What is PKU in biochemistry?
Phenylketonuria (fen-ul-key-toe-NU-ree-uh), also called PKU, is a rare inherited disorder that causes an amino acid called phenylalanine to build up in the body. PKU is caused by a change in the phenylalanine hydroxylase (PAH) gene. This gene helps create the enzyme needed to break down phenylalanine.
What is the biochemical consequence of PKU?
The two major consequences are: (1) toxic levels of phenylalanine in the body and (2) high ratio of phenylalanine to tyrosine associated with impairment of the production of neurotransmitters. High levels of phenylalanine, as seen in untreated PKU, cause brain damage and associated mental retardation.
Is PKU a metabolic disorder?
Phenylketonuria (PKU) is a rare metabolic disorder. Children with PKU can’t process an amino acid called phenylalanine. Phenylalanine is in many common foods. But it can build up in the bloodstream of children with PKU.
What is PKU short for?
Phenylketonuria (also called PKU) is a condition in which your body can’t break down an amino acid called phenylalanine. Amino acids help build protein in your body. Without treatment, phenylalanine builds up in the blood and causes health problems.
What is Alkaptonuria biochemistry?
Alkaptonuria, or black urine disease, is a very rare inherited disorder that prevents the body fully breaking down two protein building blocks (amino acids) called tyrosine and phenylalanine. It results in a build-up of a chemical called homogentisic acid in the body.
What is the pathology of phenylketonuria?
Phenylketonuria (PKU) is an inborn error of phenylalanine (Phe) metabolism caused by the deficiency of phenylalanine hydroxylase. This deficiency leads to the accumulation of Phe and its metabolites in tissues and body fluids of PKU patients.

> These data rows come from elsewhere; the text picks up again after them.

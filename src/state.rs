use serde::{Deserialize, Serialize};

use crate::controls::Controls;
use crate::drivetrain::DrivetrainState;
use crate::math::Vec3;
use crate::tire::{GripState, Surface, TireState, WheelId};

/// Mutable chassis state. One per car, never shared.
#[derive(Debug, Clone, PartialEq, Serialize, Deserialize)]
pub struct VehicleState {
    pub position: Vec3,         // world, chassis reference point
    pub yaw: f32,               // rad, positive turns +Z toward +X
    pub velocity: Vec3,         // world, m/s
    pub angular_velocity: Vec3, // rad/s, only Y is integrated

    // per-substep accumulators
    pub force: Vec3,
    pub torque: Vec3,
    /// Horizontal acceleration of the last substep, body frame (x left, z forward).
    pub acceleration: Vec3,

    pub steer_angle: f32, // rate-limited rack angle
    pub wheel_angle: f32, // speed-scaled road-wheel angle
    pub drivetrain: DrivetrainState,

    /// Unconsumed time, always in [0, FIXED_TIME_STEP).
    pub accumulator: f32,
    /// Last applied (clamped) controls.
    pub controls: Controls,
}

/// Everything needed to resume a car bit-for-bit.
#[derive(Debug, Clone, PartialEq, Serialize, Deserialize)]
pub struct CarState {
    pub vehicle: VehicleState,
    pub tires: [TireState; 4],
}

#[derive(Debug, Clone, PartialEq, Serialize)]
pub struct TireSnapshot {
    pub wheel: WheelId,
    pub compression: f32,
    pub load: f32,
    pub slip_angle: f32,
    pub slip_ratio: f32,
    pub skidding: bool,
    pub contact: bool,
    pub surface: Surface,
    pub grip: GripState,
    pub angular_velocity: f32,
}

impl From<&TireState> for TireSnapshot {
    fn from(t: &TireState) -> Self {
        Self {
            wheel: t.wheel,
            compression: t.compression,
            load: t.load,
            slip_angle: t.slip_angle,
            slip_ratio: t.slip_ratio,
            skidding: t.skidding,
            contact: t.contact,
            surface: t.surface,
            grip: t.grip,
            angular_velocity: t.angular_velocity,
        }
    }
}

/// Read-only copy of a car for renderers, HUDs and audio.
#[derive(Debug, Clone, PartialEq, Serialize)]
pub struct CarSnapshot {
    pub position: [f32; 3],
    pub yaw: f32,
    pub velocity: [f32; 3],
    pub angular_velocity: [f32; 3],
    pub speed: f32, // m/s
    pub engine_rpm: f32,
    pub gear: i8,
    pub clutch: f32,
    pub steer_angle: f32,
    pub wheel_angle: f32,
    pub tires: [TireSnapshot; 4],
}

#[inline]
fn arr(v: &Vec3) -> [f32; 3] {
    [v.x, v.y, v.z]
}

impl CarSnapshot {
    pub fn capture(vehicle: &VehicleState, tires: &[TireState; 4]) -> Self {
        Self {
            position: arr(&vehicle.position),
            yaw: vehicle.yaw,
            velocity: arr(&vehicle.velocity),
            angular_velocity: arr(&vehicle.angular_velocity),
            speed: vehicle.velocity.norm(),
            engine_rpm: vehicle.drivetrain.engine_rpm,
            gear: vehicle.drivetrain.gear,
            clutch: vehicle.drivetrain.clutch,
            steer_angle: vehicle.steer_angle,
            wheel_angle: vehicle.wheel_angle,
            tires: tires.each_ref().map(TireSnapshot::from),
        }
    }

    pub fn tire(&self, wheel: WheelId) -> &TireSnapshot {
        &self.tires[wheel.index()]
    }
}
// ==============================================================================
// solve.rs — PER-WHEEL TIRE FORCE
// ==============================================================================
// For one wheel and the current chassis motion:
//   1) contact-point velocity → wheel frame → slip angle / slip ratio
//   2) magic formula: Fy = −MF(α), Fx = +MF(κ), peak = D·Fz
//   3) stiction guard: a tire cannot do more than cancel its own slip velocity
//      within one substep, sideways against a quarter of the car, lengthwise
//      against that quarter coupled to the wheel's spin inertia
//   4) friction circle |(Fy, Fx)| <= Fz·μ(surface)
//   5) skid flag (circle usage of the unguarded forces) + grip classification
//   6) wheel frame → body frame (undo steer) → world; yaw torque = (r × F).y
//
// No contact or zero load => zero force and zero torque.
// ==============================================================================

use crate::math::{Vec3, VecExt, vec3, yaw_torque};
use crate::tire::kinematics::{point_velocity, slip_components, to_wheel_frame, wheel_to_body};
use crate::tire::magic::{friction_circle, magic_formula};
use crate::tire::state::{GripState, TireState, update_grip};
use crate::vehicle::VehicleConfig;

const SKID_SCALE: f32 = 0.9;
const SKID_SLIP_ANGLE: f32 = 0.2; // rad
const SKID_SLIP_RATIO: f32 = 0.2;

/// Chassis motion the tires see during one substep.
#[derive(Debug, Clone, Copy, PartialEq)]
pub struct ChassisMotion {
    pub velocity: Vec3, // world, m/s
    pub yaw: f32,       // rad
    pub yaw_rate: f32,  // rad/s
}

#[derive(Debug, Clone, Copy, PartialEq)]
pub struct TireForce {
    pub force_body: Vec3,
    pub force_world: Vec3,
    pub torque_y: f32,
}

impl TireForce {
    pub fn zero() -> Self {
        Self { force_body: Vec3::zeros(), force_world: Vec3::zeros(), torque_y: 0.0 }
    }
}

/// Solve one tire. Writes slip, skid, grip and the clipped wheel-frame forces
/// back into `tire`. `steer` is the road-wheel angle, ignored for rear wheels.
pub fn solve_tire(
    cfg: &VehicleConfig,
    tire: &mut TireState,
    motion: &ChassisMotion,
    steer: f32,
    dt: f32,
) -> TireForce {
    let steer = if tire.wheel.is_front() { steer } else { 0.0 };

    // 1) slip
    let r_world = tire.mount.rotate_y(motion.yaw);
    let v_world = point_velocity(&motion.velocity, motion.yaw_rate, &r_world);
    let v_wheel = to_wheel_frame(&v_world, motion.yaw, steer);
    let slip = slip_components(&v_wheel, tire.angular_velocity * cfg.tire.radius);

    tire.slip_angle = slip.slip_angle;
    tire.slip_ratio = slip.slip_ratio;
    tire.road_speed = slip.v_long;

    if !tire.contact || tire.load <= 0.0 {
        tire.skidding = false;
        tire.grip = GripState::Grip;
        tire.lateral_force = 0.0;
        tire.longitudinal_force = 0.0;
        return TireForce::zero();
    }

    // 2) magic formula
    let mut lat = -magic_formula(&cfg.tire.lateral, slip.slip_angle, tire.load);
    let mut long = magic_formula(&cfg.tire.longitudinal, slip.slip_ratio, tire.load);

    let limit = tire.load * tire.surface.friction();
    let demand = friction_circle(lat, long, limit);

    // 3) stiction guard
    if dt > 0.0 {
        let quarter = cfg.chassis.mass * 0.25;
        let r = cfg.tire.radius;
        // chassis quarter and spinning wheel close the slip gap together
        let coupled = 1.0 / (1.0 / quarter + r * r / cfg.tire.mass);
        let max_lat = quarter * slip.v_lat.abs() / dt;
        let surface_speed = tire.angular_velocity * r;
        let max_long = coupled * (surface_speed - slip.v_long).abs() / dt;
        lat = lat.clamp(-max_lat, max_lat);
        long = long.clamp(-max_long, max_long);
    }

    // 4) friction circle
    let clipped = friction_circle(lat, long, limit);

    // 5) skid + grip
    tire.skidding = demand.scale < SKID_SCALE
        || slip.slip_angle.abs() > SKID_SLIP_ANGLE
        || slip.slip_ratio.abs() > SKID_SLIP_RATIO;
    let ground_speed = v_wheel.horizontal().norm();
    tire.grip = update_grip(tire.grip, clipped.usage, slip.slip_ratio, ground_speed);

    tire.lateral_force = clipped.lateral;
    tire.longitudinal_force = clipped.longitudinal;

    // 6) back to body/world
    let force_body = wheel_to_body(&vec3(clipped.lateral, 0.0, clipped.longitudinal), steer);
    let force_world = force_body.rotate_y(motion.yaw);
    let torque_y = yaw_torque(&tire.mount, &force_body);

    TireForce { force_body, force_world, torque_y }
}
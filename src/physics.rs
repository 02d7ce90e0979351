// ==============================================================================
// physics.rs — CarPhysics: fixed-timestep vehicle integrator
// ------------------------------------------------------------------------------
// update(dt):
//   - accumulator += dt, then at most MAX_SUB_STEPS substeps of FIXED_TIME_STEP
//   - whole steps left over after the cap are dropped (lossy on purpose under a
//     sustained low frame rate); the sub-step fraction is kept
//
// substep:
//   clutch → reset force/torque → steering → per tire {ground, suspension, load,
//   force, accumulate} → drivetrain → aero → gravity → suspension → integrate
//   → damping
// ==============================================================================

use tracing::{debug, trace, warn};

use crate::aero::aero_forces;
use crate::controls::Controls;
use crate::drivetrain::{DrivetrainState, Pedals, REVERSE, engage_clutch, request_shift, update_drivetrain};
use crate::error::ConfigError;
use crate::math::{Vec3, VecExt, vec3};
use crate::state::{CarSnapshot, CarState, VehicleState};
use crate::steering::update_steering;
use crate::suspension::update_suspension;
use crate::terrain::Terrain;
use crate::tire::load::{LoadInputs, wheel_load};
use crate::tire::{ChassisMotion, TireState, WheelId, solve_tire};
use crate::vehicle::{GRAVITY, VehicleConfig};

pub const FIXED_TIME_STEP: f32 = 1.0 / 60.0;
pub const MAX_SUB_STEPS: u32 = 3;

const LINEAR_DAMPING: f32 = 0.999;
const ANGULAR_DAMPING: f32 = 0.995;
// absorbs float error so 1/60 + 1/60 still runs two steps
const STEP_EPS: f32 = 1e-6;

pub struct CarPhysics {
    config: VehicleConfig,
    vehicle: VehicleState,
    tires: [TireState; 4],
}

impl CarPhysics {
    /// Car at the origin, resting at ride height over flat ground.
    pub fn new(config: VehicleConfig) -> Result<Self, ConfigError> {
        let spawn = vec3(0.0, config.ride_height(), 0.0);
        Self::with_position(config, spawn, 0.0)
    }

    pub fn with_position(config: VehicleConfig, position: Vec3, yaw: f32) -> Result<Self, ConfigError> {
        config.validate()?;

        let vehicle = VehicleState {
            position,
            yaw,
            velocity: Vec3::zeros(),
            angular_velocity: Vec3::zeros(),
            force: Vec3::zeros(),
            torque: Vec3::zeros(),
            acceleration: Vec3::zeros(),
            steer_angle: 0.0,
            wheel_angle: 0.0,
            drivetrain: DrivetrainState::new(&config),
            accumulator: 0.0,
            controls: Controls::default(),
        };
        let tires = WheelId::ALL.map(|w| TireState::new(w, config.mount_position(w)));

        debug!(x = position.x, y = position.y, z = position.z, yaw, "car spawned");
        Ok(Self { config, vehicle, tires })
    }

    /// Resume from a saved state. Tires are re-ordered by wheel position and
    /// re-mounted for `config`; the gear is clamped to its gearbox.
    pub fn from_state(config: VehicleConfig, state: CarState) -> Result<Self, ConfigError> {
        config.validate()?;

        let CarState { mut vehicle, mut tires } = state;
        for wheel in WheelId::ALL {
            let count = tires.iter().filter(|t| t.wheel == wheel).count();
            if count != 1 {
                return Err(ConfigError::DuplicateWheel { wheel, count });
            }
        }
        tires.sort_by_key(|t| t.wheel.index());
        for tire in tires.iter_mut() {
            tire.mount = config.mount_position(tire.wheel);
        }

        let gear = &mut vehicle.drivetrain.gear;
        *gear = (*gear).clamp(REVERSE, config.top_gear());
        vehicle.accumulator = vehicle.accumulator.clamp(0.0, FIXED_TIME_STEP);

        debug!(gear = vehicle.drivetrain.gear, "car restored");
        Ok(Self { config, vehicle, tires })
    }

    pub fn config(&self) -> &VehicleConfig {
        &self.config
    }

    pub fn controls(&self) -> Controls {
        self.vehicle.controls
    }

    pub fn state(&self) -> CarSnapshot {
        CarSnapshot::capture(&self.vehicle, &self.tires)
    }

    pub fn save_state(&self) -> CarState {
        CarState { vehicle: self.vehicle.clone(), tires: self.tires.clone() }
    }

    /// Latch driver input for the following updates. Gear requests act on the
    /// rising edge only, so a held button shifts once.
    pub fn set_controls(&mut self, controls: Controls) {
        let controls = controls.clamped();
        let prev = self.vehicle.controls;

        let up = controls.gear_up && !prev.gear_up;
        let down = controls.gear_down && !prev.gear_down;
        request_shift(&self.config, &mut self.vehicle.drivetrain, up, down);

        self.vehicle.controls = controls;
    }

    /// Advance by `dt` seconds of real time. Returns the number of substeps run.
    pub fn update<T>(&mut self, dt: f32, terrain: &T) -> u32
    where
        T: Terrain + ?Sized,
    {
        if !dt.is_finite() || dt < 0.0 {
            trace!(dt, "ignoring bad dt");
            return 0;
        }

        self.vehicle.accumulator += dt;
        let mut steps = 0;
        while self.vehicle.accumulator + STEP_EPS >= FIXED_TIME_STEP && steps < MAX_SUB_STEPS {
            self.substep(terrain, FIXED_TIME_STEP);
            self.vehicle.accumulator -= FIXED_TIME_STEP;
            steps += 1;
        }
        self.vehicle.accumulator = self.vehicle.accumulator.max(0.0);

        if self.vehicle.accumulator >= FIXED_TIME_STEP {
            let dropped = (self.vehicle.accumulator / FIXED_TIME_STEP).floor();
            warn!(dropped_steps = dropped, "substep cap hit, dropping time");
            self.vehicle.accumulator = self.vehicle.accumulator.rem_euclid(FIXED_TIME_STEP);
        }

        steps
    }

    fn substep<T>(&mut self, terrain: &T, dt: f32)
    where
        T: Terrain + ?Sized,
    {
        let cfg = &self.config;
        let v = &mut self.vehicle;
        let mass = cfg.chassis.mass;

        // --------------------------------------------------
        // 1) clutch, reset, steering
        // --------------------------------------------------
        engage_clutch(cfg, &mut v.drivetrain);
        v.force = Vec3::zeros();
        v.torque = Vec3::zeros();

        let steering = update_steering(&cfg.steering, v.steer_angle, v.controls.steer, v.velocity.norm(), dt);
        v.steer_angle = steering.steer_angle;
        v.wheel_angle = steering.wheel_angle;

        // --------------------------------------------------
        // 2) tires, fixed order
        // --------------------------------------------------
        let motion = ChassisMotion { velocity: v.velocity, yaw: v.yaw, yaw_rate: v.angular_velocity.y };
        let v_body = v.velocity.rotate_y(-v.yaw);
        let accel = LoadInputs {
            longitudinal: v.acceleration.z,
            lateral: v.angular_velocity.y * v_body.z, // centripetal
        };

        let mut suspension_total = 0.0;
        for tire in self.tires.iter_mut() {
            let at = v.position + tire.mount.rotate_y(v.yaw);
            let ground = terrain.height(at.x, at.z);
            tire.surface = terrain.surface(at.x, at.z);

            let susp = update_suspension(cfg, tire, v.position.y, ground, dt);
            tire.load = if susp.contact { wheel_load(cfg, tire.wheel, accel) } else { 0.0 };

            let f = solve_tire(cfg, tire, &motion, v.wheel_angle, dt);
            v.force += f.force_world;
            v.torque.y += f.torque_y;
            suspension_total += susp.force;
        }

        // --------------------------------------------------
        // 3) drivetrain, aero, gravity, suspension
        // --------------------------------------------------
        let c = v.controls;
        let pedals = Pedals { throttle: c.throttle, brake: c.brake, handbrake: c.handbrake };
        let out = update_drivetrain(cfg, &mut v.drivetrain, &mut self.tires, pedals, dt);

        v.force += aero_forces(&cfg.aero, &v.velocity).total();
        v.force.y -= mass * GRAVITY;
        v.force.y += suspension_total;

        // body-frame horizontal acceleration for the next load update
        v.acceleration = (v.force.horizontal() / mass).rotate_y(-v.yaw);

        // --------------------------------------------------
        // 4) integrate (semi-implicit Euler) + damping
        // --------------------------------------------------
        let last_good = (v.position, v.yaw);

        v.velocity += v.force / mass * dt;
        v.position += v.velocity * dt;
        v.angular_velocity.y += v.torque.y / cfg.chassis.yaw_inertia * dt;
        v.yaw += v.angular_velocity.y * dt;

        v.velocity *= LINEAR_DAMPING;
        v.angular_velocity *= ANGULAR_DAMPING;

        let finite = v.position.iter().chain(v.velocity.iter()).all(|x| x.is_finite())
            && v.yaw.is_finite()
            && v.angular_velocity.y.is_finite();
        if !finite {
            warn!("non-finite chassis state, freezing car at last position");
            (v.position, v.yaw) = last_good;
            v.velocity = Vec3::zeros();
            v.angular_velocity = Vec3::zeros();
            v.acceleration = Vec3::zeros();
        }

        trace!(
            rpm = v.drivetrain.engine_rpm,
            gear = v.drivetrain.gear,
            drive = out.drive_torque,
            speed = v.velocity.norm(),
            "substep"
        );
    }
}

What is the pathophysiology of PKU?
Pathophysiology of PKU When one of several gene mutations results in deficiency or absence of phenylalanine hydroxylase, dietary phenylalanine accumulates; the brain is the main organ affected, possibly due to disturbance of myelination.
What does PKU cause?
PKU is caused by the buildup of phenylalanine in the body. Your body uses this amino acid to make other proteins. If you have PKU, your body can’t break down phenylalanine. If it is not treated, this buildup damages the brain and causes PKU symptoms.
Is PKU an autoimmune disease?
Phenylketonuria (PKU) is a genetic metabolic disorder in which patients have no ability to convert phenylalanine to tyrosine. Several autoimmune diseases have been reported to combine with PKU, co-existent of PKU and Juvenile Idiopathic Arthritis (JIA) has not been presented.
What is PKU in psychology?
APA Dictionary of Psychology n. an inherited metabolic disease transmitted as an autosomal recessive trait and marked by a deficiency of an enzyme (phenylalanine hydroxylase) needed to utilize the amino acid phenylalanine.
Is alkaptonuria and phenylketonuria same?
Alkaptonuria is a recessive genetic deficiency resulting in the incomplete oxidation of tyrosine and phenylalanine, causing increased levels of homogentisic (or melanic) acid. It is also known as phenylketonuria and ochronosis.